RECORD EXCERPTS Start Marker

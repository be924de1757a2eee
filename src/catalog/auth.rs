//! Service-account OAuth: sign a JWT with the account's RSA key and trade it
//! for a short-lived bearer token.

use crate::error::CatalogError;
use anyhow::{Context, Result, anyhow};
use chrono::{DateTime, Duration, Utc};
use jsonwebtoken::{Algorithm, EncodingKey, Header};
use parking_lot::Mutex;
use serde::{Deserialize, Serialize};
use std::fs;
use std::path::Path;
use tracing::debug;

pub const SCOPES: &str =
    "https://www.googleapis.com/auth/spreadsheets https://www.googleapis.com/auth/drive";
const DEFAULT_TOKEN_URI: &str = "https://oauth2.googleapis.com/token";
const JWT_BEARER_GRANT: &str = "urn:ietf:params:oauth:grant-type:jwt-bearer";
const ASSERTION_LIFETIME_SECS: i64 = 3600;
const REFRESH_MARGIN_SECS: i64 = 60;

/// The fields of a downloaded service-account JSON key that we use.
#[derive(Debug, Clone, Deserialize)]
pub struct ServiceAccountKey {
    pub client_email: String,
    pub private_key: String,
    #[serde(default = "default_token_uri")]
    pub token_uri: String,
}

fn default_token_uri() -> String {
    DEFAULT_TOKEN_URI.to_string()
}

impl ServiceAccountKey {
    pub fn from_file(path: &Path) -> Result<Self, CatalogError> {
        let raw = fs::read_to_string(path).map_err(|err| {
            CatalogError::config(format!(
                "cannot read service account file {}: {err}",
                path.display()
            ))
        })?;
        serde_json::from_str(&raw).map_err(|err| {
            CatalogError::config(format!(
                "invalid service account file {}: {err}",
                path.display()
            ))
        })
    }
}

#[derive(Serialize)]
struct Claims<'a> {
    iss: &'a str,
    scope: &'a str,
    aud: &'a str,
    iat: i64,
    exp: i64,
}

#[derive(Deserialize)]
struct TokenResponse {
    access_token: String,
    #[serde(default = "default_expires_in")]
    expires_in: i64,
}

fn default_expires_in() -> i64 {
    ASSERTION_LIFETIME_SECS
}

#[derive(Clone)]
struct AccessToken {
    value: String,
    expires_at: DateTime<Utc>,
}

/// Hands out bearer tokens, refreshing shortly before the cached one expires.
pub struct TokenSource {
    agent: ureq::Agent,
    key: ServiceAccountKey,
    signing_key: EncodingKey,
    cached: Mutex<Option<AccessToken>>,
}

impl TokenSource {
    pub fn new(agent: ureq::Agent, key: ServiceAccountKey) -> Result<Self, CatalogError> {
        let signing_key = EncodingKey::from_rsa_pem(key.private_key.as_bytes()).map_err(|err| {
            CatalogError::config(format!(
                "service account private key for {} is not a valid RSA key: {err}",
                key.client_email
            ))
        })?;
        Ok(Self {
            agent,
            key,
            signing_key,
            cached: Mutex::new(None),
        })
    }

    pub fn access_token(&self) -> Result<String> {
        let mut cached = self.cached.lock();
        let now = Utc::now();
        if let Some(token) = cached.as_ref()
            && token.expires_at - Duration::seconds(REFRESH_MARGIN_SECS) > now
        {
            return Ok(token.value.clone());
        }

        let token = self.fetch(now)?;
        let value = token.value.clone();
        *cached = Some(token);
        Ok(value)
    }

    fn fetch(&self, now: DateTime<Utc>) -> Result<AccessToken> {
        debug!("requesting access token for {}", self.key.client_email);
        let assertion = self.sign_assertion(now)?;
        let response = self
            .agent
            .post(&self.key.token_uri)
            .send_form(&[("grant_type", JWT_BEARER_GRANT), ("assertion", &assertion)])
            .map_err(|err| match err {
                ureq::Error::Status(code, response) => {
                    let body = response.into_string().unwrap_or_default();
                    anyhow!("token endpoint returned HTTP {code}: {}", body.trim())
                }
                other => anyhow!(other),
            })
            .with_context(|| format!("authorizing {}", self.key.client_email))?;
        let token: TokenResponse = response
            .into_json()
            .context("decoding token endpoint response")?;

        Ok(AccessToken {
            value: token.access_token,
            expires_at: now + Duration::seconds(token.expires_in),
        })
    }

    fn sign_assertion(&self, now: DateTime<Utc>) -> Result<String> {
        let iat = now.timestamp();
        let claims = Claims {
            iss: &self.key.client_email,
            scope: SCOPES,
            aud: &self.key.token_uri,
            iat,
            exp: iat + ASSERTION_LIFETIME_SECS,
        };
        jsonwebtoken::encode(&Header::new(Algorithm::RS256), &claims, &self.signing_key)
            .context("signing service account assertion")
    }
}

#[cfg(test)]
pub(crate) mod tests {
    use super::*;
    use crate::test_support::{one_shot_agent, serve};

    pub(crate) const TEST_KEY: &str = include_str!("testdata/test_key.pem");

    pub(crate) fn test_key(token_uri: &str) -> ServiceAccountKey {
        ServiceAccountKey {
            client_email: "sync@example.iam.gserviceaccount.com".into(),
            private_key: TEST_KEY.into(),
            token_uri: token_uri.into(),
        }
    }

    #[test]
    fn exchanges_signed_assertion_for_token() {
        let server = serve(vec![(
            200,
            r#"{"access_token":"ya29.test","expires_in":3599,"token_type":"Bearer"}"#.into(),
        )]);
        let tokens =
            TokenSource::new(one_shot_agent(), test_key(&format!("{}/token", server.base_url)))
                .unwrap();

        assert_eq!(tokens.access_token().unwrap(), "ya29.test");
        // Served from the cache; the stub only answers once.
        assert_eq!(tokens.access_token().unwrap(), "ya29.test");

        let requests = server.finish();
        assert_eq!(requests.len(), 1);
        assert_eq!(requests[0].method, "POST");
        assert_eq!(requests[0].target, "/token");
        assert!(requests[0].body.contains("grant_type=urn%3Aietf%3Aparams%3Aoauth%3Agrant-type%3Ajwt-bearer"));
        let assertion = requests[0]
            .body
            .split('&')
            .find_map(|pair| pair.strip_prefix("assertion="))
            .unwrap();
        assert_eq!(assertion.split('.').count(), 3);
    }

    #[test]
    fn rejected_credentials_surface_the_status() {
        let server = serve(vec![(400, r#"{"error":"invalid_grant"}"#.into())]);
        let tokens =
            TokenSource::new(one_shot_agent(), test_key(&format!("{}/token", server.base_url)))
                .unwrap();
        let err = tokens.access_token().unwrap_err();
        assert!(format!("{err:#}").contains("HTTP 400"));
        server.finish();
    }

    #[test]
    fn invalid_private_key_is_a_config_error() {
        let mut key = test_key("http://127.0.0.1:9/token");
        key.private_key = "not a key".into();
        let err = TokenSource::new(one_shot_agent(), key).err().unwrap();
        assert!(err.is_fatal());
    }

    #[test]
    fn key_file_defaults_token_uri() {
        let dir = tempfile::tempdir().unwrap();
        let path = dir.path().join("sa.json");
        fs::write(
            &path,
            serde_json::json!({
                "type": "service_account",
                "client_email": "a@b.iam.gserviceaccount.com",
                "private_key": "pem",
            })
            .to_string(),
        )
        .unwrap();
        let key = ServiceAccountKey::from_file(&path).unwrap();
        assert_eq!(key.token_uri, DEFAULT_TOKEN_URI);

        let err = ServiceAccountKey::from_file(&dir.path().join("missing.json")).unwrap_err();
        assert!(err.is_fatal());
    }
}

RECORD EXCERPTS End Marker
RECORD EXCERPTS Start Marker

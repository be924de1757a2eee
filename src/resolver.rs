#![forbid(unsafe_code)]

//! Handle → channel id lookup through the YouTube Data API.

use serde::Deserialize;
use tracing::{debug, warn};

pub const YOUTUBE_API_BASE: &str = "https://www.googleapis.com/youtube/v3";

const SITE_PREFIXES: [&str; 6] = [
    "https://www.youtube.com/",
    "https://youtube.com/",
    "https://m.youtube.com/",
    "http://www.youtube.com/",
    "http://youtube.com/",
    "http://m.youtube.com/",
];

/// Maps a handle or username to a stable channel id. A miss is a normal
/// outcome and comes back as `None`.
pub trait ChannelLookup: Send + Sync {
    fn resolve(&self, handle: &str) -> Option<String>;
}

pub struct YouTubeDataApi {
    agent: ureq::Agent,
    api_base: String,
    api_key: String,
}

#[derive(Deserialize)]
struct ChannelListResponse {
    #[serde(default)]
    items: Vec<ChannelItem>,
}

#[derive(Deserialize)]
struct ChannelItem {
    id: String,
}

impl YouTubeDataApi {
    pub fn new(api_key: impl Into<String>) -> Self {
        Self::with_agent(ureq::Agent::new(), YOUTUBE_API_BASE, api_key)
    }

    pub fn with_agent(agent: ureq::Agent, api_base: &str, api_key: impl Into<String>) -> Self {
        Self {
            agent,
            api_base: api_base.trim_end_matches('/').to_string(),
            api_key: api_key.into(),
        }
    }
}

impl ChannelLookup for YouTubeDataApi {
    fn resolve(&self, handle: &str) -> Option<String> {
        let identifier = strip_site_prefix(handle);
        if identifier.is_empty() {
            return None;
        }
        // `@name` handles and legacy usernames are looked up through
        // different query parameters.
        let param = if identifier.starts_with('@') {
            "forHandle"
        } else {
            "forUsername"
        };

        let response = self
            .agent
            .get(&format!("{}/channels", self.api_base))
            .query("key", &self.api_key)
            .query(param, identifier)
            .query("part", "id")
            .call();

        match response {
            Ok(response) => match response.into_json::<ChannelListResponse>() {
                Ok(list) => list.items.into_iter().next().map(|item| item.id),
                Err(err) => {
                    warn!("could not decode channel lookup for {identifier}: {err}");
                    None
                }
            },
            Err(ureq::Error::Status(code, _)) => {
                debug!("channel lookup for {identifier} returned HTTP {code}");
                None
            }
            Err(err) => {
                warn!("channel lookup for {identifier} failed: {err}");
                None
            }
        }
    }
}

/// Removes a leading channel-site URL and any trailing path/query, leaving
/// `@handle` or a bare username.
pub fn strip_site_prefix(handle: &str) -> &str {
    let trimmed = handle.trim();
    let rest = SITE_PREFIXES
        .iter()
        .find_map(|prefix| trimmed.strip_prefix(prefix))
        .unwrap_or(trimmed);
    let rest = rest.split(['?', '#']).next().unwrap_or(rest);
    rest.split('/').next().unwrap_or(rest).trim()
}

RECORD EXCERPTS End Marker

■ **WHAT YOU NEED TO DO**:
Search the entries for the word "EncodingKey" and pick out every line that holds it.

■ **EXERCISE RESULT**:
use jsonwebtoken::{Algorithm, EncodingKey, Header};
    signing_key: EncodingKey,
        let signing_key = EncodingKey::from_rsa_pem(key.private_key.as_bytes()).map_err(|err| {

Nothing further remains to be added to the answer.